Exercise data Start Marker

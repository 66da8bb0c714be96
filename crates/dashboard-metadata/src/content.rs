//! The dashboard content slot and its physical representations.
//!
//! Producers hand over the dashboard payload in whatever form they already
//! hold: raw bytes from a database column, a decoded string from a
//! deserializer, or an open stream. Nothing is normalized on write; the
//! record converts on read (see [`crate::metadata::Metadata::content`] and
//! [`crate::metadata::Metadata::content_stream`]).

use std::{
  fmt,
  io::{self, BufRead, Cursor, Read},
};

use bytes::Bytes;
use serde::{Deserialize, Serialize};

// ─── Stream sources ──────────────────────────────────────────────────────────

/// A readable byte source with an explicit, fallible release step.
///
/// Implement this directly for sources whose close can fail (sockets, files
/// with pending writes, test stubs). Plain readers go through
/// [`ContentStream::from_reader`].
pub trait ContentSource: Read + Send {
  /// Release the underlying resource. Called at most once per source.
  fn close(&mut self) -> io::Result<()>;
}

/// Adapter for readers that have nothing to do on close beyond being dropped.
struct ReaderSource<R>(R);

impl<R: Read + Send> Read for ReaderSource<R> {
  fn read(&mut self, buf: &mut [u8]) -> io::Result<usize> { self.0.read(buf) }
}

impl<R: Read + Send> ContentSource for ReaderSource<R> {
  fn close(&mut self) -> io::Result<()> { Ok(()) }
}

/// An open, single-consumer byte stream held in the content slot.
///
/// Reads advance a shared position; once closed, every further read fails.
pub struct ContentStream {
  source: Option<Box<dyn ContentSource>>,
}

impl ContentStream {
  pub fn new(source: impl ContentSource + 'static) -> Self {
    Self {
      source: Some(Box::new(source)),
    }
  }

  /// Wrap any reader; closing it simply drops it.
  pub fn from_reader<R: Read + Send + 'static>(reader: R) -> Self {
    Self::new(ReaderSource(reader))
  }

  pub fn is_closed(&self) -> bool { self.source.is_none() }

  /// Close and drop the underlying source. Closing twice is a no-op.
  pub fn close(&mut self) -> io::Result<()> {
    match self.source.take() {
      Some(mut source) => source.close(),
      None => Ok(()),
    }
  }
}

impl Read for ContentStream {
  fn read(&mut self, buf: &mut [u8]) -> io::Result<usize> {
    match self.source.as_mut() {
      Some(source) => source.read(buf),
      None => Err(io::Error::other("content stream is closed")),
    }
  }
}

impl fmt::Debug for ContentStream {
  fn fmt(&self, f: &mut fmt::Formatter<'_>) -> fmt::Result {
    f.debug_struct("ContentStream")
      .field("closed", &self.is_closed())
      .finish()
  }
}

// ─── Content ─────────────────────────────────────────────────────────────────

/// Which physical representation the content slot currently holds.
#[derive(Debug, Clone, Copy, PartialEq, Eq, Serialize, Deserialize)]
#[serde(rename_all = "lowercase")]
pub enum ContentKind {
  Bytes,
  Text,
  Stream,
}

impl ContentKind {
  pub fn as_str(&self) -> &'static str {
    match self {
      Self::Bytes => "bytes",
      Self::Text => "text",
      Self::Stream => "stream",
    }
  }
}

impl fmt::Display for ContentKind {
  fn fmt(&self, f: &mut fmt::Formatter<'_>) -> fmt::Result {
    f.write_str(self.as_str())
  }
}

/// The dashboard payload in one of its admissible representations.
#[derive(Debug)]
pub enum Content {
  Bytes(Bytes),
  Text(String),
  Stream(ContentStream),
}

impl Content {
  pub fn kind(&self) -> ContentKind {
    match self {
      Self::Bytes(_) => ContentKind::Bytes,
      Self::Text(_) => ContentKind::Text,
      Self::Stream(_) => ContentKind::Stream,
    }
  }

  /// A reader over the payload. Buffered variants get a fresh, independent
  /// cursor; a stream is lent out as-is.
  pub(crate) fn reader(&mut self) -> ContentReader<'_> {
    match self {
      Self::Bytes(bytes) => ContentReader::Buffer(Cursor::new(bytes.clone())),
      Self::Text(text) => ContentReader::Buffer(Cursor::new(
        Bytes::copy_from_slice(text.as_bytes()),
      )),
      Self::Stream(stream) => ContentReader::Stream(stream),
    }
  }
}

impl From<Bytes> for Content {
  fn from(bytes: Bytes) -> Self { Self::Bytes(bytes) }
}

impl From<Vec<u8>> for Content {
  fn from(bytes: Vec<u8>) -> Self { Self::Bytes(Bytes::from(bytes)) }
}

impl From<&[u8]> for Content {
  fn from(bytes: &[u8]) -> Self { Self::Bytes(Bytes::copy_from_slice(bytes)) }
}

impl From<String> for Content {
  fn from(text: String) -> Self { Self::Text(text) }
}

impl From<&str> for Content {
  fn from(text: &str) -> Self { Self::Text(text.to_string()) }
}

impl From<ContentStream> for Content {
  fn from(stream: ContentStream) -> Self { Self::Stream(stream) }
}

// ─── Readers ─────────────────────────────────────────────────────────────────

/// A readable view over the content slot, returned by
/// [`crate::metadata::Metadata::content_stream`].
///
/// `Buffer` is owned by the caller and independent of the record. `Stream`
/// borrows the record's only stream, so reading it consumes the payload.
#[derive(Debug)]
pub enum ContentReader<'a> {
  Buffer(Cursor<Bytes>),
  Stream(&'a mut ContentStream),
}

impl ContentReader<'_> {
  /// `true` when reading this does not consume the record's payload.
  pub fn is_repeatable(&self) -> bool { matches!(self, Self::Buffer(_)) }
}

impl Read for ContentReader<'_> {
  fn read(&mut self, buf: &mut [u8]) -> io::Result<usize> {
    match self {
      Self::Buffer(cursor) => cursor.read(buf),
      Self::Stream(stream) => stream.read(buf),
    }
  }
}

// ─── Decoding ────────────────────────────────────────────────────────────────

/// Read `reader` line by line and join the lines with no separator.
///
/// `\n`, `\r\n` and a lone `\r` all end a line. Each line is decoded on its
/// own, so a malformed sequence never spans a line break; invalid UTF-8 is
/// replaced with U+FFFD.
pub(crate) fn read_joined_lines<R: BufRead>(
  reader: &mut R,
) -> io::Result<String> {
  let mut joined = String::new();
  let mut chunk = Vec::new();
  loop {
    chunk.clear();
    if reader.read_until(b'\n', &mut chunk)? == 0 {
      break;
    }
    let body = chunk.strip_suffix(b"\n").unwrap_or(&chunk[..]);
    // A lone `\r` inside the chunk also ends a line.
    for line in body.split(|b| *b == b'\r') {
      joined.push_str(&String::from_utf8_lossy(line));
    }
  }
  Ok(joined)
}
//! Error types for `dashboard-metadata`.

use thiserror::Error;

#[derive(Debug, Error)]
pub enum Error {
  /// Reading the content stream failed while decoding it to text.
  #[error("error in retrieving dashboard content: {0}")]
  ContentRetrieval(#[source] std::io::Error),

  #[error("resource content is empty")]
  EmptyContent,

  #[error("timestamp out of range: {0} ms")]
  InvalidTimestamp(i64),
}

/// The category of an [`Error`], without its payload.
#[derive(Debug, Clone, Copy, PartialEq, Eq)]
pub enum ErrorKind {
  ContentRetrieval,
  EmptyContent,
  InvalidTimestamp,
}

impl Error {
  pub fn kind(&self) -> ErrorKind {
    match self {
      Self::ContentRetrieval(_) => ErrorKind::ContentRetrieval,
      Self::EmptyContent => ErrorKind::EmptyContent,
      Self::InvalidTimestamp(_) => ErrorKind::InvalidTimestamp,
    }
  }
}

pub type Result<T, E = Error> = std::result::Result<T, E>;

Exercise data End Marker

Which lines hold the word "Send"? Copy each of them from the records.

Completed exercise:
pub trait ContentSource: Read + Send {
impl<R: Read + Send> Read for ReaderSource<R> {
impl<R: Read + Send> ContentSource for ReaderSource<R> {
  pub fn from_reader<R: Read + Send + 'static>(reader: R) -> Self {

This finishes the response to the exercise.